Davis concluded that the surplus projected in the 2025/26 Budget is a sign of progress, not politics. “The surplus is not just an accounting line,” he said. “It’s how we generate the fiscal space to sustainably reduce outstanding obligations, invest in development, and expand opportunity island by island.”
“When we say the economy is improving, it’s not a matter of opinion. It’s a matter of fact,” he said. “Better days are not just promised — they’re being built.”

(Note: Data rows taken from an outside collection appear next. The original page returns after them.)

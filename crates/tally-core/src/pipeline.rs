//! One ingestion cycle: deduplicate, parse, categorize, store
//!
//! Failures are contained at the smallest unit that can be skipped. A bad
//! row costs that row, an unreadable file costs that file. Only an input
//! root that cannot be walked or a known-hash set that cannot be read
//! aborts the cycle.

use std::path::Path;

use tracing::{error, info, warn};

use crate::categorize::Categorizer;
use crate::dedup::Deduplicator;
use crate::error::Result;
use crate::import::StatementReader;
use crate::models::{CycleReport, FileRecord};
use crate::sink::LedgerSink;

pub struct Pipeline<S: LedgerSink> {
    dedup: Deduplicator,
    categorizer: Categorizer,
    sink: S,
}

impl<S: LedgerSink> Pipeline<S> {
    pub fn new(dedup: Deduplicator, categorizer: Categorizer, sink: S) -> Self {
        Self {
            dedup,
            categorizer,
            sink,
        }
    }

    pub fn categorizer(&self) -> &Categorizer {
        &self.categorizer
    }

    pub fn input_dir(&self) -> &Path {
        self.dedup.root()
    }

    /// Run one full cycle over the input directory
    pub fn run_cycle(&self) -> Result<CycleReport> {
        let files = self.dedup.list_unprocessed(&self.sink)?;
        let mut report = CycleReport {
            files_new: files.len(),
            ..Default::default()
        };

        for file in &files {
            report.merge(&self.ingest_file(file));
        }

        info!(
            root = %self.dedup.root().display(),
            files = report.files_new,
            inserted = report.rows_inserted,
            skipped = report.rows_skipped,
            "Ingestion cycle finished"
        );
        Ok(report)
    }

    /// Parse one new file and hand each transaction to the sink
    fn ingest_file(&self, file: &FileRecord) -> CycleReport {
        let mut report = CycleReport::default();
        let path = Path::new(&file.path);

        let reader = match StatementReader::open(path, &self.categorizer) {
            Ok(reader) => reader,
            Err(e) => {
                // The digest stays recorded, so this content is not retried
                error!(path = %file.path, hash = %file.sha256, "Skipping file: {}", e);
                report.files_failed = 1;
                return report;
            }
        };

        for row in reader {
            let tx = match row {
                Ok(tx) => tx,
                Err(e) => {
                    warn!(path = %file.path, line = e.line, "Skipping row: {}", e.kind);
                    report.rows_skipped += 1;
                    continue;
                }
            };

            match self.sink.insert_transaction(&tx) {
                Ok(_) => report.rows_inserted += 1,
                Err(e) => {
                    error!(path = %file.path, recipient = %tx.recipient, "Failed to store transaction: {}", e);
                    report.inserts_failed += 1;
                }
            }
        }

        info!(
            path = %file.path,
            inserted = report.rows_inserted,
            skipped = report.rows_skipped,
            "Imported statement"
        );
        report
    }
}
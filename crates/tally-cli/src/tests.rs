//! CLI command tests
//!
//! This module contains all tests for the CLI commands.

use std::fs;
use std::path::Path;

use tally_core::{Config, Database};
use tempfile::TempDir;

use crate::commands::{self, truncate};

const HEADER: &str = "Transaktionstyp,Buchungsdatum,Betrag,Zahlungsempfänger,IBAN,BIC,Verwendungszweck,Beschreibung,Kategorie,Unterkategorie";

/// Config pointing at a fresh input directory and database inside `dir`
fn setup_test_config(dir: &TempDir) -> Config {
    let input = dir.path().join("input");
    fs::create_dir(&input).unwrap();

    let mut config = Config {
        input_dir: input,
        ..Default::default()
    };
    config.database.path = dir.path().join("tally.db").to_string_lossy().into_owned();
    config
}

fn write_statement(path: &Path, rows: &[&str]) {
    let mut body = String::from(HEADER);
    for row in rows {
        body.push('\n');
        body.push_str(row);
    }
    fs::write(path, body).unwrap();
}

// ========== Init / Status Command Tests ==========

#[test]
fn test_cmd_init_creates_database() {
    let dir = tempfile::tempdir().unwrap();
    let config = setup_test_config(&dir);

    commands::cmd_init(&config).unwrap();
    assert!(Path::new(&config.database.path).exists());
}

#[test]
fn test_cmd_status_without_database() {
    let dir = tempfile::tempdir().unwrap();
    let config = setup_test_config(&dir);

    assert!(commands::cmd_status(&config).is_ok());
    assert!(!Path::new(&config.database.path).exists());
}

#[test]
fn test_cmd_status_after_ingest() {
    let dir = tempfile::tempdir().unwrap();
    let config = setup_test_config(&dir);
    write_statement(
        &config.input_dir.join("jan.csv"),
        &[r#"Kartenzahlung,11.01.2025,"-37,20",REWE Markt,,,Einkauf,,Lebensmittel,Supermarkt"#],
    );

    commands::cmd_ingest(&config).unwrap();
    assert!(commands::cmd_status(&config).is_ok());
}

// ========== Ingest Command Tests ==========

#[test]
fn test_cmd_ingest_stores_once() {
    let dir = tempfile::tempdir().unwrap();
    let config = setup_test_config(&dir);
    write_statement(
        &config.input_dir.join("jan.csv"),
        &[
            r#"Kartenzahlung,11.01.2025,"-37,20",REWE Markt,,,Einkauf,,Lebensmittel,Supermarkt"#,
            r#"Kartenzahlung,12.01.2025,"-3,10",Bäckerei Müller,,,,,Lebensmittel,Bäckerei"#,
        ],
    );

    commands::cmd_ingest(&config).unwrap();
    commands::cmd_ingest(&config).unwrap();

    let db = Database::new(&config.database.path).unwrap();
    assert_eq!(db.count_transactions().unwrap(), 2);
    assert_eq!(db.count_file_hashes().unwrap(), 1);
}

#[test]
fn test_cmd_ingest_missing_input_dir_fails() {
    let dir = tempfile::tempdir().unwrap();
    let mut config = setup_test_config(&dir);
    config.input_dir = dir.path().join("does-not-exist");

    assert!(commands::cmd_ingest(&config).is_err());
}

#[test]
fn test_build_pipeline_uses_configured_rules() {
    let dir = tempfile::tempdir().unwrap();
    let mut config = setup_test_config(&dir);
    config.rules = Some(tally_core::CategoryRules {
        recipient_rules: Vec::new(),
        fallback: "Uncategorized".to_string(),
        ..Default::default()
    });

    let pipeline = commands::build_pipeline(&config).unwrap();
    assert_eq!(pipeline.categorizer().by_recipient("GITHUB"), "Uncategorized");
    assert_eq!(pipeline.input_dir(), config.input_dir.as_path());
}

// ========== Parse Command Tests ==========

#[test]
fn test_cmd_parse_table_and_json() {
    let dir = tempfile::tempdir().unwrap();
    let config = setup_test_config(&dir);
    let file = dir.path().join("statement.csv");
    write_statement(
        &file,
        &[
            r#"SEPA-Überweisung,15.01.2025,"2500,00","ACME GmbH, DE02120300000000202051",,,Gehalt,,Einkommen,Lohn/ Gehalt"#,
            r#"Kartenzahlung,not-a-date,"-1,00",REWE,,,,,Lebensmittel,Supermarkt"#,
        ],
    );

    assert!(commands::cmd_parse(&config, &file, false).is_ok());
    assert!(commands::cmd_parse(&config, &file, true).is_ok());

    // Parsing never touches the database
    assert!(!Path::new(&config.database.path).exists());
}

#[test]
fn test_cmd_parse_missing_file() {
    let dir = tempfile::tempdir().unwrap();
    let config = setup_test_config(&dir);

    let result = commands::cmd_parse(&config, &dir.path().join("missing.csv"), false);
    assert!(result.is_err());
}

#[test]
fn test_cmd_classify() {
    let dir = tempfile::tempdir().unwrap();
    let config = setup_test_config(&dir);

    // Prints only; must not panic on empty or unknown input
    commands::cmd_classify(&config, "Weitere Ausgaben", "", "GITHUB");
    commands::cmd_classify(&config, "", "", "");
}

// ========== Helper Tests ==========

#[test]
fn test_truncate() {
    assert_eq!(truncate("short", 10), "short");
    assert_eq!(truncate("exactly10!", 10), "exactly10!");
    assert_eq!(truncate("this is a long string", 10), "this is...");
    assert_eq!(truncate("Bäckerei Müller", 8), "Bäcke...");
}
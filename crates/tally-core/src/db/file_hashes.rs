//! File digest operations

use std::collections::HashSet;

use rusqlite::params;

use super::Database;
use crate::error::Result;
use crate::models::FileRecord;

impl Database {
    /// All recorded digests, read in one query
    pub fn get_known_hashes(&self) -> Result<HashSet<String>> {
        let conn = self.conn()?;
        let mut stmt = conn.prepare("SELECT sha256 FROM file_hashes")?;

        let hashes = stmt
            .query_map([], |row| row.get::<_, String>(0))?
            .collect::<std::result::Result<HashSet<_>, _>>()?;

        Ok(hashes)
    }

    /// Record a processed file (a digest that is already present is kept as is)
    pub fn insert_file_record(&self, record: &FileRecord) -> Result<()> {
        let conn = self.conn()?;
        conn.execute(
            "INSERT OR IGNORE INTO file_hashes (path, sha256) VALUES (?, ?)",
            params![record.path, record.sha256],
        )?;
        Ok(())
    }

    /// Most recently recorded files first
    pub fn list_file_records(&self, limit: i64) -> Result<Vec<FileRecord>> {
        let conn = self.conn()?;
        let mut stmt =
            conn.prepare("SELECT path, sha256 FROM file_hashes ORDER BY id DESC LIMIT ?")?;

        let records = stmt
            .query_map(params![limit], |row| {
                Ok(FileRecord {
                    path: row.get(0)?,
                    sha256: row.get(1)?,
                })
            })?
            .collect::<std::result::Result<Vec<_>, _>>()?;

        Ok(records)
    }

    pub fn count_file_hashes(&self) -> Result<i64> {
        let conn = self.conn()?;
        let count = conn.query_row("SELECT COUNT(*) FROM file_hashes", [], |row| row.get(0))?;
        Ok(count)
    }
}
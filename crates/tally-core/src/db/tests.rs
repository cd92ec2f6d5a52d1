//! Database tests

use super::*;

#[cfg(test)]
mod tests {
    use super::*;
    use chrono::NaiveDate;
    use rust_decimal::Decimal;
    use std::str::FromStr;

    fn sample_tx(recipient: &str, amount: &str, day: u32) -> Transaction {
        Transaction {
            kind: "Card Payment".to_string(),
            date: NaiveDate::from_ymd_opt(2025, 1, day).unwrap(),
            amount: Decimal::from_str(amount).unwrap(),
            recipient: recipient.to_string(),
            usage: "memo".to_string(),
            primary_category: "Groceries".to_string(),
            secondary_category: "Supermarket".to_string(),
        }
    }

    #[test]
    fn test_in_memory_db() {
        let db = Database::in_memory().unwrap();
        assert_eq!(db.count_transactions().unwrap(), 0);
        assert!(db.get_known_hashes().unwrap().is_empty());
    }

    #[test]
    fn test_schema_columns() {
        let db = Database::in_memory().unwrap();
        let conn = db.conn().unwrap();

        let result: i64 = conn
            .query_row(
                "SELECT COUNT(*) FROM pragma_table_info('transactions') WHERE name IN ('id', 'kind', 'date', 'amount', 'recipient', 'usage', 'primary_category', 'secondary_category', 'created_at')",
                [],
                |row| row.get(0),
            )
            .unwrap();
        assert_eq!(result, 9, "transactions table should have 9 expected columns");

        let result: i64 = conn
            .query_row(
                "SELECT COUNT(*) FROM pragma_table_info('file_hashes') WHERE name IN ('id', 'path', 'sha256', 'recorded_at')",
                [],
                |row| row.get(0),
            )
            .unwrap();
        assert_eq!(result, 4, "file_hashes table should have 4 expected columns");
    }

    #[test]
    fn test_reopen_keeps_data() {
        let dir = tempfile::tempdir().unwrap();
        let path = dir.path().join("tally.db");
        let path = path.to_str().unwrap();

        {
            let db = Database::new(path).unwrap();
            db.add_transaction(&sample_tx("REWE", "-1.00", 1)).unwrap();
        }

        let db = Database::new(path).unwrap();
        assert_eq!(db.count_transactions().unwrap(), 1);
    }

    #[test]
    fn test_file_records() {
        let db = Database::in_memory().unwrap();

        db.insert_file_record(&FileRecord::new("a.csv", "aa")).unwrap();
        db.insert_file_record(&FileRecord::new("b.csv", "bb")).unwrap();
        // Same content under another name is not recorded twice
        db.insert_file_record(&FileRecord::new("copy-of-a.csv", "aa"))
            .unwrap();

        let hashes = db.get_known_hashes().unwrap();
        assert_eq!(hashes.len(), 2);
        assert!(hashes.contains("aa"));
        assert!(hashes.contains("bb"));
        assert_eq!(db.count_file_hashes().unwrap(), 2);

        let records = db.list_file_records(10).unwrap();
        assert_eq!(records[0], FileRecord::new("b.csv", "bb"));
        assert_eq!(records[1], FileRecord::new("a.csv", "aa"));
    }

    #[test]
    fn test_transaction_round_trip_keeps_exact_amount() {
        let db = Database::in_memory().unwrap();

        let tx = sample_tx("REWE Markt", "-37.20", 11);
        let id = db.add_transaction(&tx).unwrap();
        assert!(id > 0);

        let stored = db.list_transactions(10).unwrap();
        assert_eq!(stored.len(), 1);
        assert_eq!(stored[0].id, id);
        assert_eq!(stored[0].transaction, tx);
        assert_eq!(stored[0].transaction.amount.to_string(), "-37.20");
    }

    #[test]
    fn test_list_transactions_newest_first() {
        let db = Database::in_memory().unwrap();
        db.add_transaction(&sample_tx("old", "-1", 1)).unwrap();
        db.add_transaction(&sample_tx("new", "-2", 20)).unwrap();
        db.add_transaction(&sample_tx("mid", "-3", 10)).unwrap();

        let stored = db.list_transactions(2).unwrap();
        let recipients: Vec<_> = stored
            .iter()
            .map(|s| s.transaction.recipient.as_str())
            .collect();
        assert_eq!(recipients, vec!["new", "mid"]);
    }

    #[test]
    fn test_sink_impl_delegates() {
        let db = Database::in_memory().unwrap();
        let sink: &dyn LedgerSink = &db;

        sink.record_hash(&FileRecord::new("x.csv", "cafe")).unwrap();
        sink.insert_transaction(&sample_tx("REWE", "-5", 2)).unwrap();

        assert!(sink.known_hashes().unwrap().contains("cafe"));
        assert_eq!(db.count_transactions().unwrap(), 1);
    }
}
//! Ingestion commands (run, ingest)

use anyhow::{Context, Result};
use tally_core::{Config, CycleReport, Scheduler};
use tokio_util::sync::CancellationToken;
use tracing::{info, warn};

use super::build_pipeline;

/// Run the scheduler until SIGINT or SIGTERM
pub async fn cmd_run(config: &Config) -> Result<()> {
    let pipeline = build_pipeline(config)?;
    let mut scheduler =
        Scheduler::new(pipeline, config.interval())?.run_on_start(config.run_on_start);

    println!(
        "⏱️  Ingesting {} every {} minute(s). Press Ctrl+C to stop.",
        config.input_dir.display(),
        config.run_every_minutes
    );

    let cancel = CancellationToken::new();
    tokio::spawn(cancel_on_shutdown(cancel.clone()));

    let summary = scheduler.run(cancel).await;

    println!();
    println!("🛑 Scheduler stopped");
    println!("   Cycles run:    {}", summary.cycles);
    println!("   Cycles failed: {}", summary.failed_cycles);

    Ok(())
}

/// Run one cycle immediately and print its report
pub fn cmd_ingest(config: &Config) -> Result<()> {
    println!("📥 Ingesting statements from {}...", config.input_dir.display());

    let pipeline = build_pipeline(config)?;
    let report = pipeline.run_cycle().context("Ingestion cycle failed")?;

    print_report(&report);
    Ok(())
}

pub fn print_report(report: &CycleReport) {
    println!();
    println!("📊 Ingestion Results");
    println!("   ─────────────────────────────");
    println!("   New files:            {}", report.files_new);
    println!("   Unreadable files:     {}", report.files_failed);
    println!("   Transactions stored:  {}", report.rows_inserted);
    println!("   Rows skipped:         {}", report.rows_skipped);
    if report.inserts_failed > 0 {
        println!("   ⚠️  Failed to store:   {}", report.inserts_failed);
    }

    if report.files_new == 0 {
        println!();
        println!("✅ Nothing new to ingest.");
    }
}

/// Cancel `token` on the first SIGINT (Ctrl+C) or SIGTERM
async fn cancel_on_shutdown(token: CancellationToken) {
    wait_for_shutdown().await;
    info!("Shutdown requested, finishing current cycle");
    token.cancel();
}

#[cfg(unix)]
async fn wait_for_shutdown() {
    use tokio::signal::unix::{signal, SignalKind};

    let mut terminate = match signal(SignalKind::terminate()) {
        Ok(stream) => stream,
        Err(e) => {
            warn!("Cannot listen for SIGTERM: {}", e);
            tokio::signal::ctrl_c().await.ok();
            return;
        }
    };

    tokio::select! {
        _ = tokio::signal::ctrl_c() => {}
        _ = terminate.recv() => {}
    }
}

#[cfg(not(unix))]
async fn wait_for_shutdown() {
    tokio::signal::ctrl_c().await.ok();
}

Davis noted that the government will be tabling a supplementary budget following his communication. “The primary purpose of the supplementary budget is to account for the offsets approved during FY2024/25,” he said. “The supplementary budget will facilitate the reallocation of funds in the amount of $16.1 million from capital expenditure to recurrent expenditure.”
He clarified that this reallocation does not change the overall spending figures. “Since this is a reallocation of expenditure, the total expenditure figure remains the same as estimated in the original budget. This brings the total revised recurrent expenditure to $3.28 billion and the capital expenditure to $328.4 million.”
The supplementary budget also accounts for a modest revenue increase. “The supplemental increase in revenue totaled $27 million, which brings the revised total revenue estimate to $3.57 billion,” Davis said.
As a result, the revised deficit stands at $42.8 million, or 0.3 percent of GDP. “The 0.3 percent is the lower end of our deficit target range for this fiscal year,” he noted.